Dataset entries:
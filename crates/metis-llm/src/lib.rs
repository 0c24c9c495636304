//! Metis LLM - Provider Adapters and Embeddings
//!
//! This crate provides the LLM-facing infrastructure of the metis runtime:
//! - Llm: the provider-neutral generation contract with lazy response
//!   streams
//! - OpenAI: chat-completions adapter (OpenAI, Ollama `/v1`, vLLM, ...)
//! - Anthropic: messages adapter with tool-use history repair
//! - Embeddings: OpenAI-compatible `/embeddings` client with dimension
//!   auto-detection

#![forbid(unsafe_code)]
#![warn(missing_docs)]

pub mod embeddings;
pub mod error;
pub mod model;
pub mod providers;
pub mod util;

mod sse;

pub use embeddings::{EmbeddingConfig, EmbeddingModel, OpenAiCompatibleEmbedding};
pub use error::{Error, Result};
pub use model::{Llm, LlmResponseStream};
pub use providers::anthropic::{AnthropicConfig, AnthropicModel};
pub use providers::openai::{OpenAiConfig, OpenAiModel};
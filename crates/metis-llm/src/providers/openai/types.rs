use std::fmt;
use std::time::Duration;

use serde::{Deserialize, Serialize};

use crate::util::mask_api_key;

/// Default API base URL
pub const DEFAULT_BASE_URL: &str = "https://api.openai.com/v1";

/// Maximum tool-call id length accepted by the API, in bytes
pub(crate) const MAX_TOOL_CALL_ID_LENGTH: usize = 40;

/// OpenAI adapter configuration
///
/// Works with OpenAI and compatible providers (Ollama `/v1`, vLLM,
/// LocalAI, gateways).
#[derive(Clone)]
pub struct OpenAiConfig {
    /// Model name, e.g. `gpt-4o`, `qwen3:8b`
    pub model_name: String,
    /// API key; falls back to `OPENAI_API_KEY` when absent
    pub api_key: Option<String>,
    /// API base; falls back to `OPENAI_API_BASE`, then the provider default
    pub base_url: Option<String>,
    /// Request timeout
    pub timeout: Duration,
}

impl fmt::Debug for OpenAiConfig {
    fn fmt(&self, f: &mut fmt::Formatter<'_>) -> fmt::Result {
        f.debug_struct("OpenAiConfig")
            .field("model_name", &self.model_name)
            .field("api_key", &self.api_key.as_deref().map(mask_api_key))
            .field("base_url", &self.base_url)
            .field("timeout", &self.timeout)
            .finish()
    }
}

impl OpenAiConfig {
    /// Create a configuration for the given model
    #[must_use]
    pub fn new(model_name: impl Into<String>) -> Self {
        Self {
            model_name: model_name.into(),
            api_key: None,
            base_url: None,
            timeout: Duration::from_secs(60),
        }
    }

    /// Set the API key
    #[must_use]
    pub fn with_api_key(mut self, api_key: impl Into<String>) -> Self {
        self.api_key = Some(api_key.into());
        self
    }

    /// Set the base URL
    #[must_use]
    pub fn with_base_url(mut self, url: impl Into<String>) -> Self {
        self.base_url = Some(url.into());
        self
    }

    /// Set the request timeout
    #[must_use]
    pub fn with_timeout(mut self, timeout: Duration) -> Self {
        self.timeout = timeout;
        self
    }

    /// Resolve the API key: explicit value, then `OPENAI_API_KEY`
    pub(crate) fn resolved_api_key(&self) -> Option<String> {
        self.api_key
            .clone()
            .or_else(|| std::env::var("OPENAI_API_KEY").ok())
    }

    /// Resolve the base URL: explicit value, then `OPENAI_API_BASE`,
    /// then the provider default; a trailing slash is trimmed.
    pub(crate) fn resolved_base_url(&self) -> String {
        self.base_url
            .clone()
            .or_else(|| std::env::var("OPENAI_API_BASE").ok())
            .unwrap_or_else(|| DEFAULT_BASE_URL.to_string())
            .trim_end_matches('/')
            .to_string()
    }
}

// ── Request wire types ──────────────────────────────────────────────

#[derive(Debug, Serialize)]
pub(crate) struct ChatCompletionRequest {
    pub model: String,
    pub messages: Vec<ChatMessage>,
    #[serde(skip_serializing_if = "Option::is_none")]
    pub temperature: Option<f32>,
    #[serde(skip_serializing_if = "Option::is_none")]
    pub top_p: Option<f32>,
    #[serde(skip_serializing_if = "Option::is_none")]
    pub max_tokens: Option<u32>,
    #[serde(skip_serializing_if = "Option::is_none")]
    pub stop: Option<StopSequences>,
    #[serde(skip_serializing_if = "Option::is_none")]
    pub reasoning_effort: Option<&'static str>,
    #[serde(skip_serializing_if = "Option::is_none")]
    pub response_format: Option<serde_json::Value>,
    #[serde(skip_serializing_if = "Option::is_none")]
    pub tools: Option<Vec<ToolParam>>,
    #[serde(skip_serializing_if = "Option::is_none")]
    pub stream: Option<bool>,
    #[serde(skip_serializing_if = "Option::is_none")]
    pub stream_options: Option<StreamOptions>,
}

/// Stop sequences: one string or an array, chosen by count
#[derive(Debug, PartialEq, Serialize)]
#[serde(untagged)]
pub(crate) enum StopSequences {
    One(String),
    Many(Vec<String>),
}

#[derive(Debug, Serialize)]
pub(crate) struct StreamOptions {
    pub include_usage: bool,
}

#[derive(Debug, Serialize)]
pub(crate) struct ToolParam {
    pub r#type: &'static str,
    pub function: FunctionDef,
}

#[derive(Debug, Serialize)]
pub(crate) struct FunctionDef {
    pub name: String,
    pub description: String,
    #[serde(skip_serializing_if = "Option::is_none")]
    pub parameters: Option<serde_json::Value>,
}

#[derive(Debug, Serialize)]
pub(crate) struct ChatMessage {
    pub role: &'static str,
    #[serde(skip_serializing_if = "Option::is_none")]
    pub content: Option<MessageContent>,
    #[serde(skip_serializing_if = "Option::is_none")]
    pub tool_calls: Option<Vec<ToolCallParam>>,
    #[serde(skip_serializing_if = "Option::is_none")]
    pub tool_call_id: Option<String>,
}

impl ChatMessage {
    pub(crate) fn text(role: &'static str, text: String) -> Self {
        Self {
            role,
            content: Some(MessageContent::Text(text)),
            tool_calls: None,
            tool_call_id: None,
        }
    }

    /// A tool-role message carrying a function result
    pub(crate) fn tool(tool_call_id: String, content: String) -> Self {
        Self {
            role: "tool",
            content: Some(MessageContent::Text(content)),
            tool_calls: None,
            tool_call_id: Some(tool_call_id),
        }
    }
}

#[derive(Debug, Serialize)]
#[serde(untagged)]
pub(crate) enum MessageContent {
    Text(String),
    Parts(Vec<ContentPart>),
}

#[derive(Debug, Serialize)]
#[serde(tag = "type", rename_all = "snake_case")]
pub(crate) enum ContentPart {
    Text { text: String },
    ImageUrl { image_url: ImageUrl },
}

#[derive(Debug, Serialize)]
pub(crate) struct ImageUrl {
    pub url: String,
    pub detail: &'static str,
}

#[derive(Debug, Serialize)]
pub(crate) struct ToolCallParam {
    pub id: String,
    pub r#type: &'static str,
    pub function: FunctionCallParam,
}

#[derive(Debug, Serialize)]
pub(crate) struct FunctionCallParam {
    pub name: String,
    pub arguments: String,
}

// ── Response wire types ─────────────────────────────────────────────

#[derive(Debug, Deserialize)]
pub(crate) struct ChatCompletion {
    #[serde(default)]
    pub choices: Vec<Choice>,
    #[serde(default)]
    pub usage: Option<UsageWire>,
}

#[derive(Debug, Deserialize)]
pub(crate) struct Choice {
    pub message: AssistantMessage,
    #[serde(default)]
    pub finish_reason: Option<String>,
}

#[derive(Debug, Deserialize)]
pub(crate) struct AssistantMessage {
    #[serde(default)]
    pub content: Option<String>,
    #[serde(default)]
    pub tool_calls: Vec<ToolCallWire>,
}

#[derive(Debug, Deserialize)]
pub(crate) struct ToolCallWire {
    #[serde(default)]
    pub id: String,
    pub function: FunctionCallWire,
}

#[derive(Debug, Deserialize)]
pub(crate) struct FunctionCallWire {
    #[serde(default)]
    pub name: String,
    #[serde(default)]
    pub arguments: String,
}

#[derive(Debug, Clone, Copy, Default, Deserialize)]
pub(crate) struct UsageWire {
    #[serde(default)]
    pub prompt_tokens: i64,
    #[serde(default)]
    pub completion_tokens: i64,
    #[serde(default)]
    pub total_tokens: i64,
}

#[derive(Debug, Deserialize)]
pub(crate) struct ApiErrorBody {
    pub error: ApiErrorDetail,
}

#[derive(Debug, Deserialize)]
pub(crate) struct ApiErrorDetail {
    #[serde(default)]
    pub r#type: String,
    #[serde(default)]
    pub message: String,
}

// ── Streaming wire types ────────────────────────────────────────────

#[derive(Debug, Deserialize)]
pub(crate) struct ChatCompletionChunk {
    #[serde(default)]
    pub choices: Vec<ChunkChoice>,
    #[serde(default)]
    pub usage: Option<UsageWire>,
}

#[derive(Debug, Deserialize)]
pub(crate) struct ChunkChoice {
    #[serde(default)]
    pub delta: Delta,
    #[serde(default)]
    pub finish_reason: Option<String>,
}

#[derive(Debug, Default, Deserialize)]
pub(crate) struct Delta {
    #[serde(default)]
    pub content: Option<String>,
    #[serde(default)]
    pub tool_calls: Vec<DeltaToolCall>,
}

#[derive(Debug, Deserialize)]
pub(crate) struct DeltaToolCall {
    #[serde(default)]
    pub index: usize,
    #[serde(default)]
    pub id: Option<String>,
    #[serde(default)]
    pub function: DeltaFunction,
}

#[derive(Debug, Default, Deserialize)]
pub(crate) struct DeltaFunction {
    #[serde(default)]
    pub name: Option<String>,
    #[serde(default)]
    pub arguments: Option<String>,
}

**Activity:** Please go over the data above and copy each line with "then" in it.

**Answer for the task:**
    /// API base; falls back to `OPENAI_API_BASE`, then the provider default
    /// Resolve the API key: explicit value, then `OPENAI_API_KEY`
    /// Resolve the base URL: explicit value, then `OPENAI_API_BASE`,
    /// then the provider default; a trailing slash is trimmed.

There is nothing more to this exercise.